(WHAT IS REQUIRED)
List, from the lines below, each one with "base" in it.

(Beginning of DATA LISTING)

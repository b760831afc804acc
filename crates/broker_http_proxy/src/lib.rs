//! broker_http_proxy
//!
//! Component D: the generic HTTP credential proxy. Rewrites
//! `http://broker/{host}/{rest}` into `https://{host}/{rest}` with
//! credentials injected from the vault (via the component B RPC socket),
//! enforcing the host grammar, per-host credential lookup, path
//! allow-lists, and both rate limits from spec.md §4.D. Dispatch itself
//! (headers, size cap, no-redirect call, response streaming) is shared
//! with component E via `broker_proxy_core`.

pub mod config;

use axum::body::Body;
use axum::extract::{ConnectInfo, Path, RawQuery, State};
use axum::http::{HeaderMap, Method, StatusCode};
use axum::response::{IntoResponse, Response};
use axum::routing::{any, get};
use axum::Json;
use broker_audit_log::DailyAuditLog;
use broker_audit_spec::{
    Actor, AuditEvent, Category, Component, Decision, EventDetail, ProxyRequestDetail, RequestId,
};
use broker_ratelimit::RateLimiter;
use broker_session::SessionSigner;
use broker_vault_rpc::{protocol::Request as VaultRequest, protocol::Response as VaultResponse, VaultRpcClient};
use regex::Regex;
use serde::Serialize;
use std::net::SocketAddr;
use std::sync::Arc;
use thiserror::Error;
use tokio::sync::Mutex;

use config::Config;

#[derive(Debug, Error)]
pub enum ProxyApiError {
    #[error("malformed request: {0}")]
    BadRequest(String),
    #[error("missing or invalid session")]
    Unauthorized,
    #[error("no credential configured for host")]
    ForbiddenHost,
    #[error("path is not on the credential's allow-list")]
    ForbiddenPath,
    #[error("rate limit exceeded")]
    RateLimited,
    #[error(transparent)]
    Core(#[from] broker_proxy_core::ProxyError),
    #[error("vault unavailable")]
    VaultUnavailable,
}

impl ProxyApiError {
    pub fn status_code(&self) -> StatusCode {
        match self {
            ProxyApiError::BadRequest(_) => StatusCode::BAD_REQUEST,
            ProxyApiError::Unauthorized => StatusCode::UNAUTHORIZED,
            ProxyApiError::ForbiddenHost | ProxyApiError::ForbiddenPath => StatusCode::FORBIDDEN,
            ProxyApiError::RateLimited => StatusCode::TOO_MANY_REQUESTS,
            ProxyApiError::Core(e) => e.status_code(),
            ProxyApiError::VaultUnavailable => StatusCode::SERVICE_UNAVAILABLE,
        }
    }

    pub fn category(&self) -> Category {
        match self {
            ProxyApiError::BadRequest(_) => Category::InputInvalid,
            ProxyApiError::Unauthorized => Category::AuthDenied,
            ProxyApiError::ForbiddenHost => Category::NetBlocked,
            ProxyApiError::ForbiddenPath => Category::PolicyDenied,
            ProxyApiError::RateLimited => Category::RateLimited,
            ProxyApiError::Core(e) => match e {
                broker_proxy_core::ProxyError::TooLarge(_) => Category::IoLimit,
                broker_proxy_core::ProxyError::UpstreamFailed(_) => Category::UpstreamFail,
                broker_proxy_core::ProxyError::UpstreamTimeout => Category::UpstreamTimeout,
                broker_proxy_core::ProxyError::Internal(_) => Category::BrokerBug,
            },
            ProxyApiError::VaultUnavailable => Category::VaultFail,
        }
    }
}

impl IntoResponse for ProxyApiError {
    fn into_response(self) -> Response {
        let status = self.status_code();
        (status, self.to_string()).into_response()
    }
}

pub struct AppState {
    pub config: Config,
    pub vault: VaultRpcClient,
    pub session_signer: SessionSigner,
    pub http_client: reqwest::Client,
    pub session_limiter: RateLimiter,
    pub credential_limiter: RateLimiter,
    pub audit: Mutex<DailyAuditLog>,
}

impl AppState {
    pub fn new(config: Config, audit_dir: impl AsRef<std::path::Path>) -> Self {
        let session_signer = SessionSigner::new(config.session_signing_key.clone());
        let vault = VaultRpcClient::new(config.vault_socket_path.clone()).with_timeout(config.vault_rpc_timeout);
        Self {
            http_client: broker_proxy_core::build_upstream_client(),
            vault,
            session_signer,
            session_limiter: RateLimiter::with_default_window(),
            credential_limiter: RateLimiter::with_default_window(),
            audit: Mutex::new(
                DailyAuditLog::open(audit_dir).expect("audit log directory must be creatable"),
            ),
            config,
        }
    }
}

pub fn router(state: Arc<AppState>) -> axum::Router {
    axum::Router::new()
        .route("/health", get(health_handler))
        .route("/hosts", get(hosts_handler))
        .route("/:host/*rest", any(proxy_handler))
        .route("/:host", any(proxy_handler_no_rest))
        .with_state(state)
}

#[derive(Serialize)]
struct HealthBody {
    ok: bool,
    vault: bool,
}

async fn health_handler(State(state): State<Arc<AppState>>) -> impl IntoResponse {
    let vault_ok = state.vault.call(VaultRequest::Ping).await.is_ok();
    let ok = vault_ok;
    let status = if ok { StatusCode::OK } else { StatusCode::SERVICE_UNAVAILABLE };
    (status, Json(HealthBody { ok, vault: vault_ok }))
}

async fn hosts_handler(State(state): State<Arc<AppState>>) -> Response {
    if !state.config.expose_hosts_endpoint {
        return StatusCode::NOT_FOUND.into_response();
    }
    match state.vault.call(VaultRequest::List { protocol: Some("http".into()) }).await {
        Ok(VaultResponse::Ok { body: broker_vault_rpc::protocol::ResponseOk::List { entries }, .. }) => {
            Json(entries).into_response()
        }
        _ => StatusCode::SERVICE_UNAVAILABLE.into_response(),
    }
}

async fn proxy_handler_no_rest(
    state: State<Arc<AppState>>,
    connect_info: ConnectInfo<SocketAddr>,
    method: Method,
    Path(host): Path<String>,
    query: RawQuery,
    headers: HeaderMap,
    body: Body,
) -> Response {
    proxy_inner(state, connect_info, method, host, String::new(), query, headers, body).await
}

async fn proxy_handler(
    state: State<Arc<AppState>>,
    connect_info: ConnectInfo<SocketAddr>,
    method: Method,
    Path((host, rest)): Path<(String, String)>,
    query: RawQuery,
    headers: HeaderMap,
    body: Body,
) -> Response {
    proxy_inner(state, connect_info, method, host, rest, query, headers, body).await
}

async fn proxy_inner(
    State(state): State<Arc<AppState>>,
    ConnectInfo(peer): ConnectInfo<SocketAddr>,
    method: Method,
    host: String,
    rest: String,
    RawQuery(query): RawQuery,
    headers: HeaderMap,
    body: Body,
) -> Response {
    let request_id = RequestId::new();
    match handle_proxy_request(&state, peer, method, &host, &rest, query.as_deref(), headers, body, request_id)
        .await
    {
        Ok(resp) => resp,
        Err(e) => {
            let mut audit = state.audit.lock().await;
            let _ = audit.append(AuditEvent::new(
                request_id,
                Actor::agent(None),
                Component::HttpProxy,
                e.category(),
                Decision::Deny,
                EventDetail::ProxyRequest(ProxyRequestDetail {
                    method: "?".into(),
                    host: Some(host.clone()),
                    path: Some(rest.clone()),
                    status: Some(e.status_code().as_u16()),
                    reason: Some(e.to_string()),
                }),
            ));
            e.into_response()
        }
    }
}

async fn handle_proxy_request(
    state: &Arc<AppState>,
    peer: SocketAddr,
    method: Method,
    host: &str,
    rest: &str,
    query: Option<&str>,
    headers: HeaderMap,
    body: Body,
    request_id: RequestId,
) -> Result<Response, ProxyApiError> {
    // Step 1: classify the peer. Loopback bypasses the session check.
    let is_loopback = peer.ip().is_loopback();
    let session_header = headers.get("x-session").and_then(|v| v.to_str().ok());
    let session_id = if is_loopback && broker_session::is_relay_local_session(session_header, true) {
        broker_session::RELAY_LOCAL_SESSION_ID.to_string()
    } else if is_loopback {
        session_header.unwrap_or("loopback").to_string()
    } else {
        let token = session_header.ok_or(ProxyApiError::Unauthorized)?;
        let payload = state.session_signer.validate(token).ok_or(ProxyApiError::Unauthorized)?;
        payload.session_id
    };

    // Step 2: host grammar.
    broker_netguard::validate_host_grammar(host)
        .map_err(|e| ProxyApiError::BadRequest(e.to_string()))?;

    // Step 3: vault lookup.
    let entry = match state.vault.call(VaultRequest::Get { protocol: "http".into(), target: host.to_string() }).await {
        Ok(VaultResponse::Ok { body: broker_vault_rpc::protocol::ResponseOk::Get { entry }, .. }) => {
            entry.ok_or(ProxyApiError::ForbiddenHost)?
        }
        Ok(VaultResponse::Err { .. }) => return Err(ProxyApiError::VaultUnavailable),
        Ok(_) => return Err(ProxyApiError::VaultUnavailable),
        Err(_) => return Err(ProxyApiError::VaultUnavailable),
    };

    // Step 4: path allow-list.
    if let Some(patterns) = &entry.allowed_paths {
        let path_with_slash = format!("/{rest}");
        let allowed = patterns.iter().any(|p| {
            Regex::new(p).map(|re| re.is_match(&path_with_slash)).unwrap_or(false)
        });
        if !allowed {
            return Err(ProxyApiError::ForbiddenPath);
        }
    }

    // Step 5: rate limits.
    let session_limit = state.config.default_rate_limit_per_minute;
    if !state.session_limiter.check(&session_id, session_limit) {
        return Err(ProxyApiError::RateLimited);
    }
    let credential_key = format!("http:{host}");
    let credential_limit = entry.rate_limit_per_minute.unwrap_or(state.config.default_rate_limit_per_minute);
    if !state.credential_limiter.check(&credential_key, credential_limit) {
        return Err(ProxyApiError::RateLimited);
    }

    // Step 6: build the upstream URL.
    let query_suffix = query.map(|q| format!("?{q}")).unwrap_or_default();
    let base = format!("https://{host}/{rest}{query_suffix}");
    let url = url::Url::parse(&base).map_err(|e| ProxyApiError::BadRequest(e.to_string()))?;
    let url = broker_proxy_core::apply_query_credential(url, &entry.credential);

    // Step 7: headers.
    let upstream_headers = broker_proxy_core::build_upstream_headers(&headers, &entry.credential, host)?;

    // Step 8: size-limited body read.
    let body_bytes = broker_proxy_core::read_limited_body(body, state.config.body_limit_bytes).await?;

    // Audit: emitted before the upstream call is dispatched (spec.md §5 ordering).
    {
        let mut audit = state.audit.lock().await;
        let _ = audit.append(AuditEvent::new(
            request_id,
            Actor::agent(Some(session_id.clone())),
            Component::HttpProxy,
            Category::UpstreamOk,
            Decision::Allow,
            EventDetail::ProxyRequest(ProxyRequestDetail {
                method: method.to_string(),
                host: Some(host.to_string()),
                path: Some(format!("/{rest}")),
                status: None,
                reason: None,
            }),
        ));
    }

    // Step 9: dispatch, no redirects, bounded by timeout.
    let resp = broker_proxy_core::dispatch_upstream(
        &state.http_client,
        method.clone(),
        url,
        upstream_headers,
        body_bytes,
        state.config.upstream_timeout,
    )
    .await?;

    // Step 10: stream the response back, stripping hop-by-hop headers.
    let status = resp.status().as_u16();
    let (status_code, out_headers, out_body) = broker_proxy_core::stream_upstream_response(resp);

    {
        let mut audit = state.audit.lock().await;
        let _ = audit.append(AuditEvent::new(
            request_id,
            Actor::agent(Some(session_id)),
            Component::HttpProxy,
            Category::UpstreamOk,
            Decision::Allow,
            EventDetail::ProxyRequest(ProxyRequestDetail {
                method: method.to_string(),
                host: Some(host.to_string()),
                path: Some(format!("/{rest}")),
                status: Some(status),
                reason: None,
            }),
        ));
    }

    let mut builder = Response::builder().status(status_code);
    for (name, value) in out_headers.iter() {
        builder = builder.header(name, value);
    }
    Ok(builder.body(out_body).unwrap_or_else(|_| StatusCode::INTERNAL_SERVER_ERROR.into_response()))
}

#[cfg(test)]
mod tests {
    use super::*;

    #[test]
    fn error_status_mapping_matches_spec_table() {
        assert_eq!(ProxyApiError::Unauthorized.status_code(), StatusCode::UNAUTHORIZED);
        assert_eq!(ProxyApiError::ForbiddenHost.status_code(), StatusCode::FORBIDDEN);
        assert_eq!(ProxyApiError::ForbiddenPath.status_code(), StatusCode::FORBIDDEN);
        assert_eq!(ProxyApiError::RateLimited.status_code(), StatusCode::TOO_MANY_REQUESTS);
        assert_eq!(ProxyApiError::VaultUnavailable.status_code(), StatusCode::SERVICE_UNAVAILABLE);
        assert_eq!(ProxyApiError::BadRequest("x".into()).status_code(), StatusCode::BAD_REQUEST);
    }

    #[test]
    fn category_mapping_matches_spec_table() {
        assert_eq!(ProxyApiError::Unauthorized.category(), Category::AuthDenied);
        assert_eq!(ProxyApiError::ForbiddenHost.category(), Category::NetBlocked);
        assert_eq!(ProxyApiError::ForbiddenPath.category(), Category::PolicyDenied);
        assert_eq!(ProxyApiError::RateLimited.category(), Category::RateLimited);
    }
}
//! broker-vaultd — runs the vault RPC server (component B) over a Unix
//! socket. Configuration is environment-variable driven (spec.md §6):
//! `VAULT_PATH`, `VAULT_PASSPHRASE`, `VAULT_SOCKET_PATH`.

use broker_vault::VaultStore;
use std::path::PathBuf;

#[tokio::main]
async fn main() -> Result<(), Box<dyn std::error::Error>> {
    let _ = dotenvy::dotenv();
    tracing_subscriber::fmt()
        .with_env_filter(tracing_subscriber::EnvFilter::from_default_env())
        .init();

    let vault_path = std::env::var("VAULT_PATH").unwrap_or_else(|_| "./runtime/vault.json".into());
    let socket_path = std::env::var("VAULT_SOCKET_PATH").unwrap_or_else(|_| "./runtime/vault.sock".into());
    let passphrase = std::env::var("VAULT_PASSPHRASE")
        .map_err(|_| "VAULT_PASSPHRASE must be set")?;

    let store = VaultStore::open(PathBuf::from(&vault_path), &passphrase)?;
    tracing::info!(vault_path = %vault_path, socket_path = %socket_path, "broker-vaultd starting");

    broker_vault_rpc::serve(PathBuf::from(&socket_path), store).await?;
    Ok(())
}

(End of DATA LISTING)

(FINISHED TASK)
    let base = format!("https://{host}/{rest}{query_suffix}");
    let url = url::Url::parse(&base).map_err(|e| ProxyApiError::BadRequest(e.to_string()))?;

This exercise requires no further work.